I think you don't need to construct class LazyLineByLineTextDataset(Dataset)
at all.
torch.utils.data.Dataset is a generator.
Now, we use dataset = dataset.map(encode, batched=True)
as a generator. So we just pass dataset to torch.utils.data.DataLoader.
@chiyuzhang94 Thanks for your reply. After some changes, currently, I managed to make the data loading process running. I published it in case you might want to take a look. Thanks for your help! https://github.com/shizhediao/Transformers_TPU
Hi @shizhediao ,
Thanks! It looks great!
But my problem still is the cache directory is a read-only file system. As I mentioned, I tried to change the cache directory but it didn't work.
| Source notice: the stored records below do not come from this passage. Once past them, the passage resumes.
use std::collections::BTreeSet;
use std::fs;
use std::path::Path;

use anyhow::{Context, Result};
use jsonschema::JSONSchema;
use serde::Deserialize;

use crate::filter::{GlobClassFilter, GlobMemberFilter};

const PROFILE_SCHEMA: &str = include_str!("profile.schema.json");

const DEFAULT_MAX_OBFUSCATED_NAME_LEN: usize = 2;

/// Profile document as written on disk.
#[derive(Debug, Default, Deserialize)]
#[serde(default)]
struct ProfileDocument {
    excluded_classes: Vec<String>,
    excluded_fields: Vec<String>,
    excluded_methods: Vec<String>,
    entry_points: Vec<String>,
    scrambled_libraries: Vec<String>,
    max_obfuscated_name_len: Option<usize>,
    transformers: Option<Vec<String>>,
}

/// Exclusion filters, entry points and heuristics for one run.
#[derive(Debug)]
pub(crate) struct Profile {
    pub(crate) excluded_classes: GlobClassFilter,
    pub(crate) excluded_fields: GlobMemberFilter,
    pub(crate) excluded_methods: GlobMemberFilter,
    pub(crate) entry_points: GlobMemberFilter,
    pub(crate) scrambled_libraries: BTreeSet<String>,
    /// Names no longer than this look obfuscated; renaming longer ones is suspicious.
    pub(crate) max_obfuscated_name_len: usize,
    /// Pass names in execution order, `None` for the built-in order.
    pub(crate) transformers: Option<Vec<String>>,
}

impl Profile {
    pub(crate) fn load(path: &Path) -> Result<Self> {
        let text = fs::read_to_string(path)
            .with_context(|| format!("failed to read profile {}", path.display()))?;
        let profile = Self::from_json(&text)
            .with_context(|| format!("invalid profile {}", path.display()))?;
        tracing::info!(path = %path.display(), "using deobfuscation profile");
        Ok(profile)
    }

    pub(crate) fn from_json(text: &str) -> Result<Self> {
        let instance: serde_json::Value =
            serde_json::from_str(text).context("failed to parse profile JSON")?;
        validate(&instance)?;
        let document: ProfileDocument =
            serde_json::from_value(instance).context("failed to decode profile")?;
        Self::from_document(document)
    }

    fn from_document(document: ProfileDocument) -> Result<Self> {
        Ok(Self {
            excluded_classes: GlobClassFilter::new(&document.excluded_classes)?,
            excluded_fields: GlobMemberFilter::new(&document.excluded_fields)?,
            excluded_methods: GlobMemberFilter::new(&document.excluded_methods)?,
            entry_points: GlobMemberFilter::new(&document.entry_points)?,
            scrambled_libraries: document.scrambled_libraries.into_iter().collect(),
            max_obfuscated_name_len: document
                .max_obfuscated_name_len
                .unwrap_or(DEFAULT_MAX_OBFUSCATED_NAME_LEN),
            transformers: document.transformers,
        })
    }

    /// Keeps constructors, static initializers and `main` in place; nothing is scrambled.
    pub(crate) fn builtin() -> Result<Self> {
        let protected: Vec<String> = ["**.<clinit> *", "**.<init> *", "**.main ([Ljava/lang/String;)V"]
            .iter()
            .map(|pattern| pattern.to_string())
            .collect();
        Self::from_document(ProfileDocument {
            excluded_methods: protected.clone(),
            entry_points: protected,
            ..ProfileDocument::default()
        })
    }
}

fn validate(instance: &serde_json::Value) -> Result<()> {
    let schema: serde_json::Value =
        serde_json::from_str(PROFILE_SCHEMA).context("failed to parse embedded profile schema")?;
    let compiled = JSONSchema::compile(&schema)
        .map_err(|error| anyhow::anyhow!("failed to compile profile schema: {error}"))?;
    if let Err(errors) = compiled.validate(instance) {
        let messages: Vec<String> = errors
            .map(|error| format!("{}: {}", error.instance_path, error))
            .collect();
        anyhow::bail!("profile does not match schema: {}", messages.join("; "));
    }
    Ok(())
}

#[cfg(test)]
mod tests {
    use super::*;
    use crate::filter::{ClassFilter, MemberFilter};

    #[test]
    fn profile_json_builds_filters() {
        let profile = Profile::from_json(
            r#"{
                "excluded_classes": ["client", "jaggl/**"],
                "excluded_methods": ["**.<init> *"],
                "excluded_fields": ["**.cache *"],
                "entry_points": ["client.<init> *", "**.main *"],
                "scrambled_libraries": ["client"],
                "max_obfuscated_name_len": 3
            }"#,
        )
        .expect("profile");

        assert!(profile.excluded_classes.matches("jaggl/opengl"));
        assert!(profile.excluded_fields.matches("a", "cache", "Ljava/util/Map;"));
        assert!(profile.entry_points.matches("client", "<init>", "()V"));
        assert!(!profile.entry_points.matches("loader", "<init>", "()V"));
        assert!(profile.scrambled_libraries.contains("client"));
        assert_eq!(profile.max_obfuscated_name_len, 3);
        assert!(profile.transformers.is_none());
    }

    #[test]
    fn missing_keys_use_defaults() {
        let profile = Profile::from_json("{}").expect("profile");

        assert_eq!(profile.max_obfuscated_name_len, 2);
        assert!(profile.scrambled_libraries.is_empty());
        assert!(!profile.excluded_classes.matches("client"));
    }

    #[test]
    fn schema_rejects_unknown_keys_and_bad_member_globs() {
        assert!(Profile::from_json(r#"{"excluded": []}"#).is_err());
        assert!(Profile::from_json(r#"{"entry_points": ["client"]}"#).is_err());
        assert!(Profile::from_json(r#"{"max_obfuscated_name_len": 0}"#).is_err());
    }

    #[test]
    fn builtin_profile_protects_constructors_and_main() {
        let profile = Profile::builtin().expect("profile");

        assert!(profile.excluded_methods.matches("a/B", "<init>", "(I)V"));
        assert!(profile.entry_points.matches("a/B", "<clinit>", "()V"));
        assert!(profile.entry_points.matches("client", "main", "([Ljava/lang/String;)V"));
        assert!(!profile.entry_points.matches("client", "run", "()V"));
    }
}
Do you have any suggestions?
I installed datasets at /project/chiyuzh/evn_py36/datasets/src where is a writable directory. I also tried change the environment variables to the writable directory:
export HF_MODULES_PATH=/project/chiyuzh/evn_py36/datasets/cache_dir/
I think it is HF_MODULES_CACHE
and not HF_MODULES_PATH
@chiyuzhang94 .
Could you try again and let me know if it fixes your issue ?
We should probably add a section in the doc on the caching system with the env variables in particular.
Hi @thomwolf , @lhoestq ,
Thanks for your suggestions. With the latest version of this package, I can load text data without Internet.
But I found the speed of dataset loading is very slow.
My scrips like this:
def token_encode(examples):
tokenizer_out = tokenizer(examples['text'], truncation=True, padding="max_length", add_special_tokens=True, max_length=args.block_size)
return tokenizer_out
path = Path(file_path)
files = sorted(path.glob('*'))
dataset = load_dataset('./text.py', data_files=files, cache_dir = args.data_cache_dir, split="train")
dataset = dataset.map(token_encode, batched=True)
dataset.set_format(type='torch', columns=['input_ids', 'attention_mask'])
I have 1,123,870,657 lines in my input directory. I can find the processing speed as following. It is very slow.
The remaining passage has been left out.